(Saved data entries)
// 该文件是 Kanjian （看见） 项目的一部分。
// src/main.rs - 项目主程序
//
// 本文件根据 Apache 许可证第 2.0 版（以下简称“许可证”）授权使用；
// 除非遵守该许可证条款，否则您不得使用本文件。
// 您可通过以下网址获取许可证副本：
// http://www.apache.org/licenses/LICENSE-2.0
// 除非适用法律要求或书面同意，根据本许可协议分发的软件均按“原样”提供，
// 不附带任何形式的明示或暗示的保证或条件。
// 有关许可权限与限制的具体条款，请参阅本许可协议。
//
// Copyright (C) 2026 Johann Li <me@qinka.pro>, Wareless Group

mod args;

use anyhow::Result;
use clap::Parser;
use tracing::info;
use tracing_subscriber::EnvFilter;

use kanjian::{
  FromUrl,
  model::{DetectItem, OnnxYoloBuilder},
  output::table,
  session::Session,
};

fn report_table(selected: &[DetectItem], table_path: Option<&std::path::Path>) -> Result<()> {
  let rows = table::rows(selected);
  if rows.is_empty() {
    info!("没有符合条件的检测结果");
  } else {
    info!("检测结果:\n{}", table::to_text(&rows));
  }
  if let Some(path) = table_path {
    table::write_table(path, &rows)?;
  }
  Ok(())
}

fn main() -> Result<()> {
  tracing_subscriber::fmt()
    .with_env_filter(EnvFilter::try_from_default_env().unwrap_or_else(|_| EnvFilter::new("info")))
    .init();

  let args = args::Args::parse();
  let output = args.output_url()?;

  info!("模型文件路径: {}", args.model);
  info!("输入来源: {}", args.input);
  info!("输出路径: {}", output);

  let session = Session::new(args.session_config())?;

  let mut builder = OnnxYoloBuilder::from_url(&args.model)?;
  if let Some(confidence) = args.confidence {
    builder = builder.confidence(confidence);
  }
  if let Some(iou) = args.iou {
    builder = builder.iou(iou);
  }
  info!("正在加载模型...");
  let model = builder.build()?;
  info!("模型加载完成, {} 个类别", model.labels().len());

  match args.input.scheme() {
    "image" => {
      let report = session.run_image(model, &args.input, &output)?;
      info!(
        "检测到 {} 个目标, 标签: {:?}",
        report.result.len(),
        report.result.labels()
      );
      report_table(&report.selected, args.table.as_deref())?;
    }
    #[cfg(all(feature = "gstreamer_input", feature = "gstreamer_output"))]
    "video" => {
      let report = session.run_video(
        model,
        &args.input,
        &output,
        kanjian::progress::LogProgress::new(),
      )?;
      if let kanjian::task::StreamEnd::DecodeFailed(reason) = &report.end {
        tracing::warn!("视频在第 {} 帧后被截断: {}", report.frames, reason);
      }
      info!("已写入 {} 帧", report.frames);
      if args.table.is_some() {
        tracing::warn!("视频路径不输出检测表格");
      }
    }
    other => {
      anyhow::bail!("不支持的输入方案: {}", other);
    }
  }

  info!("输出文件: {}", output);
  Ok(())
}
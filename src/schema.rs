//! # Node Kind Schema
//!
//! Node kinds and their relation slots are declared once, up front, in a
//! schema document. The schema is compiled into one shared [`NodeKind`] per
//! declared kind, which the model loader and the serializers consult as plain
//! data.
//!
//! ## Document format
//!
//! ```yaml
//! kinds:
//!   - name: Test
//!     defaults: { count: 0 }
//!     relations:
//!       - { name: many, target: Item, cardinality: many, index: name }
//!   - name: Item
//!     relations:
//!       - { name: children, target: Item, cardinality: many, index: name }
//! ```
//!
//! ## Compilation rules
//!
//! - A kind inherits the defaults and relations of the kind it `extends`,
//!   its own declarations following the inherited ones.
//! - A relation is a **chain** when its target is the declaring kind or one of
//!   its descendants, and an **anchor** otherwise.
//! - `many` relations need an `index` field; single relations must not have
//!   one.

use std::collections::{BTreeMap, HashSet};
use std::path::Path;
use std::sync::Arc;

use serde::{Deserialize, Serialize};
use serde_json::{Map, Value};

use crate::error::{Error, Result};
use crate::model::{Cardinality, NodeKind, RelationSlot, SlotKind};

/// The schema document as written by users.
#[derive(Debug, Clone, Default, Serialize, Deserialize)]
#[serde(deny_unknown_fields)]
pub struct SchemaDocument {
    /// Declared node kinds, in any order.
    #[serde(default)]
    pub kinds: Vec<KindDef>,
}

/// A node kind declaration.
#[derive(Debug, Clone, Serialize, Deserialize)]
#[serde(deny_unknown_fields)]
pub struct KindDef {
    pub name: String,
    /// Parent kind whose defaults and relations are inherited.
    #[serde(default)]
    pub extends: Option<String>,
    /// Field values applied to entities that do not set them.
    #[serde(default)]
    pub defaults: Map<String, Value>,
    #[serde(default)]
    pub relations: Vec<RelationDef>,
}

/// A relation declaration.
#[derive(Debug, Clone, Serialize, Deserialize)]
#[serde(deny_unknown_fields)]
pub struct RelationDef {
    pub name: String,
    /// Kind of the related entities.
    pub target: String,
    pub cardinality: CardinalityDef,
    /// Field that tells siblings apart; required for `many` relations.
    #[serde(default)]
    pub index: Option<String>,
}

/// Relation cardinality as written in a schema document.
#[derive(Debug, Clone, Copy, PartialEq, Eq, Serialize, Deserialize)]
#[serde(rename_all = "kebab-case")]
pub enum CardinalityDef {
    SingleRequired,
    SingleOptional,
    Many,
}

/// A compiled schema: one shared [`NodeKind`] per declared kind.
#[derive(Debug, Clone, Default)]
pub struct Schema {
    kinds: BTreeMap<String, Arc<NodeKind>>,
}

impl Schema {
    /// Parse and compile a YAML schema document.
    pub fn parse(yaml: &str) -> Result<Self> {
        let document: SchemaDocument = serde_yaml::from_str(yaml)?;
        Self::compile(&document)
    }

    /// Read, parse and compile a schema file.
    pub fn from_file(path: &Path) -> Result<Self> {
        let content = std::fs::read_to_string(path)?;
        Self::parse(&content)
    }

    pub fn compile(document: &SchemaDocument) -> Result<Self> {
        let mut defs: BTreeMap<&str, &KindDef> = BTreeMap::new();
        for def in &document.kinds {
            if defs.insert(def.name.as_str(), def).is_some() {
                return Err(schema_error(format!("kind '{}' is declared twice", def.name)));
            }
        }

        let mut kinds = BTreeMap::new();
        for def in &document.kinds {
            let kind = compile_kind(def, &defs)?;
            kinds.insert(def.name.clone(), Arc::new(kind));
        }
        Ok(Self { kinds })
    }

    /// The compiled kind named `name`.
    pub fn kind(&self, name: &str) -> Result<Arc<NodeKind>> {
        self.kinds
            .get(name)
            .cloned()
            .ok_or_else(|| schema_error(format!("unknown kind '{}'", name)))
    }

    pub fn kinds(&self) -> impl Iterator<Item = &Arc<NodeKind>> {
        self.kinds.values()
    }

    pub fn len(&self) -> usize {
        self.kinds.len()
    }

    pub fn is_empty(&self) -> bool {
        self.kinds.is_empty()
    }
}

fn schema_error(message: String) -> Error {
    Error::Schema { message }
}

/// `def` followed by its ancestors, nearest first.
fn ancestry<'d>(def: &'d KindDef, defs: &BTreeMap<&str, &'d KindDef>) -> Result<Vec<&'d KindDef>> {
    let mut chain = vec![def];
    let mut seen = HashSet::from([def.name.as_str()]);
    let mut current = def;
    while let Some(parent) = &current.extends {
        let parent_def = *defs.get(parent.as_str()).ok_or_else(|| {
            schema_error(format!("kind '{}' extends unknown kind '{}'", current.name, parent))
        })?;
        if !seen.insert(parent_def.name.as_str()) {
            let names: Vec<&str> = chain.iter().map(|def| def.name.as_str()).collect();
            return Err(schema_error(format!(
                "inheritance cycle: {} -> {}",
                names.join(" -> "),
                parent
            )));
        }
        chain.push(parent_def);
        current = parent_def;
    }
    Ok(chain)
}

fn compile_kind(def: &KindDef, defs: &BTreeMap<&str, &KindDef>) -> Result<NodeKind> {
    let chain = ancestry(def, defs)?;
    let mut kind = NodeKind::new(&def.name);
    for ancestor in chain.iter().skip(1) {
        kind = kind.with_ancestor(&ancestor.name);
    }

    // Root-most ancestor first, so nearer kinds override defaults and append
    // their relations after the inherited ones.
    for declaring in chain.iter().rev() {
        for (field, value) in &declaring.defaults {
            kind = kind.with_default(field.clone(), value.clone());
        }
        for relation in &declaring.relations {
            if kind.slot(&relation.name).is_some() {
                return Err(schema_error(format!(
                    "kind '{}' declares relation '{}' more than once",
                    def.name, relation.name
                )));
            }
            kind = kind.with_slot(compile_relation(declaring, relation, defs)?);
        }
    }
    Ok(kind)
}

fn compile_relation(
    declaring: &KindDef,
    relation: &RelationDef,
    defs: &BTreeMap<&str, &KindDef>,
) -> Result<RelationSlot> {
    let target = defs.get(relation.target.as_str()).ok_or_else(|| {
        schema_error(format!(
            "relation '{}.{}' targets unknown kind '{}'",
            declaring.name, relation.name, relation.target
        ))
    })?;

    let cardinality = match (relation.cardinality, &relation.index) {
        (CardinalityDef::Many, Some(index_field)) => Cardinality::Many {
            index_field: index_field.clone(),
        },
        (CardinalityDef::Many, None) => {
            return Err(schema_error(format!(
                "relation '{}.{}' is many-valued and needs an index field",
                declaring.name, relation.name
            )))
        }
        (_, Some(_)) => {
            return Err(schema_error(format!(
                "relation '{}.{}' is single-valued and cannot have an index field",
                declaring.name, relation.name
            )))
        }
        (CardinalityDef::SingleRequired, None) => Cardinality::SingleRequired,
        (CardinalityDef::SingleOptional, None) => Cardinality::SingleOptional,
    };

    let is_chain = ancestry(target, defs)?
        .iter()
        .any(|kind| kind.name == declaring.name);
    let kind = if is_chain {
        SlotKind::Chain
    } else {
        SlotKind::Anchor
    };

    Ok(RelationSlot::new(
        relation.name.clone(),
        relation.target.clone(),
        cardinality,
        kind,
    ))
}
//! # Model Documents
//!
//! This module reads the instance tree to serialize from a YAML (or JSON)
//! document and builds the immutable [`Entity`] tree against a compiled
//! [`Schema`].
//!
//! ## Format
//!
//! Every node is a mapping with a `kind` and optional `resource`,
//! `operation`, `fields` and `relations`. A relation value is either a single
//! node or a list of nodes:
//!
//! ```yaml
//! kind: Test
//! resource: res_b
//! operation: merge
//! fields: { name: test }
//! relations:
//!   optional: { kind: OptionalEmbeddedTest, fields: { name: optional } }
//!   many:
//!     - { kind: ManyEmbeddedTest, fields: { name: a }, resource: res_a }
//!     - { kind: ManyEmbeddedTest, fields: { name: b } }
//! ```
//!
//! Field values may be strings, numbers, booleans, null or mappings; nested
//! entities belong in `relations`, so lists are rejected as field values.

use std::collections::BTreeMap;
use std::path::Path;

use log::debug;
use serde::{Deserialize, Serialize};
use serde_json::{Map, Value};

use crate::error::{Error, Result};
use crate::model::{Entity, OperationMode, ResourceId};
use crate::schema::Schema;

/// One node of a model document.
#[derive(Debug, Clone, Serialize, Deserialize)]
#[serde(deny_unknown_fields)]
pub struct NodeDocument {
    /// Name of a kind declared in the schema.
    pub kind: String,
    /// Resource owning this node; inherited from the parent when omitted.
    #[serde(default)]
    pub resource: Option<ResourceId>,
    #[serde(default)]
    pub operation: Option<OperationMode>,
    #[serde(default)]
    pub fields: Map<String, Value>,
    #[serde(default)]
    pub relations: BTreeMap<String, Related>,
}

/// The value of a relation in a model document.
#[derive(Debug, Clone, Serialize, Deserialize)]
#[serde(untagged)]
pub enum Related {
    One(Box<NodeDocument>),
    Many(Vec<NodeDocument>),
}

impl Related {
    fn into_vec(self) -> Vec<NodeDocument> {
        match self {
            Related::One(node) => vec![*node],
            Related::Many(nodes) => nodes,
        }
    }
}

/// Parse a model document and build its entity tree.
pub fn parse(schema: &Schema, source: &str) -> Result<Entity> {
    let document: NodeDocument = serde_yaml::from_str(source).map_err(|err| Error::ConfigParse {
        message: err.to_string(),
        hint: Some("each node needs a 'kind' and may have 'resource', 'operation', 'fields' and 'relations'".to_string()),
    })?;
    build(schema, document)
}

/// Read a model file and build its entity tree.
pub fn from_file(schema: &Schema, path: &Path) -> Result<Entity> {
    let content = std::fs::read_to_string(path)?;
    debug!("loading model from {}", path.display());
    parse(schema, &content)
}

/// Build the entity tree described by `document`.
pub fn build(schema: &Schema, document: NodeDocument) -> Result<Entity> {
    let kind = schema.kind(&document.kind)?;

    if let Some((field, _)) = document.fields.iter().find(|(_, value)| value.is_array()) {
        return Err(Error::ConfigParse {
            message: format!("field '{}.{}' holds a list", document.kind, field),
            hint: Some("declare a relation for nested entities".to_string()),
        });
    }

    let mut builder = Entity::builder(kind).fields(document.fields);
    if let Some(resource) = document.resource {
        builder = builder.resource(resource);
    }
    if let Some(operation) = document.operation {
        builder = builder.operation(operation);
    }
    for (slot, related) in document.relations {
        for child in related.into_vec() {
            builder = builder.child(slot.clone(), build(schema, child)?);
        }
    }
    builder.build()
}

- [ASSIGNMENT]: Copy, please, every line from the start of the entries down to the line that holds "use tracing::info;", with both of those lines included and no others.

- [PROBLEM SOLUTION]:
// 该文件是 Kanjian （看见） 项目的一部分。
// src/main.rs - 项目主程序
//
// 本文件根据 Apache 许可证第 2.0 版（以下简称“许可证”）授权使用；
// 除非遵守该许可证条款，否则您不得使用本文件。
// 您可通过以下网址获取许可证副本：
// http://www.apache.org/licenses/LICENSE-2.0
// 除非适用法律要求或书面同意，根据本许可协议分发的软件均按“原样”提供，
// 不附带任何形式的明示或暗示的保证或条件。
// 有关许可权限与限制的具体条款，请参阅本许可协议。
//
// Copyright (C) 2026 Johann Li <me@qinka.pro>, Wareless Group

mod args;

use anyhow::Result;
use clap::Parser;
use tracing::info;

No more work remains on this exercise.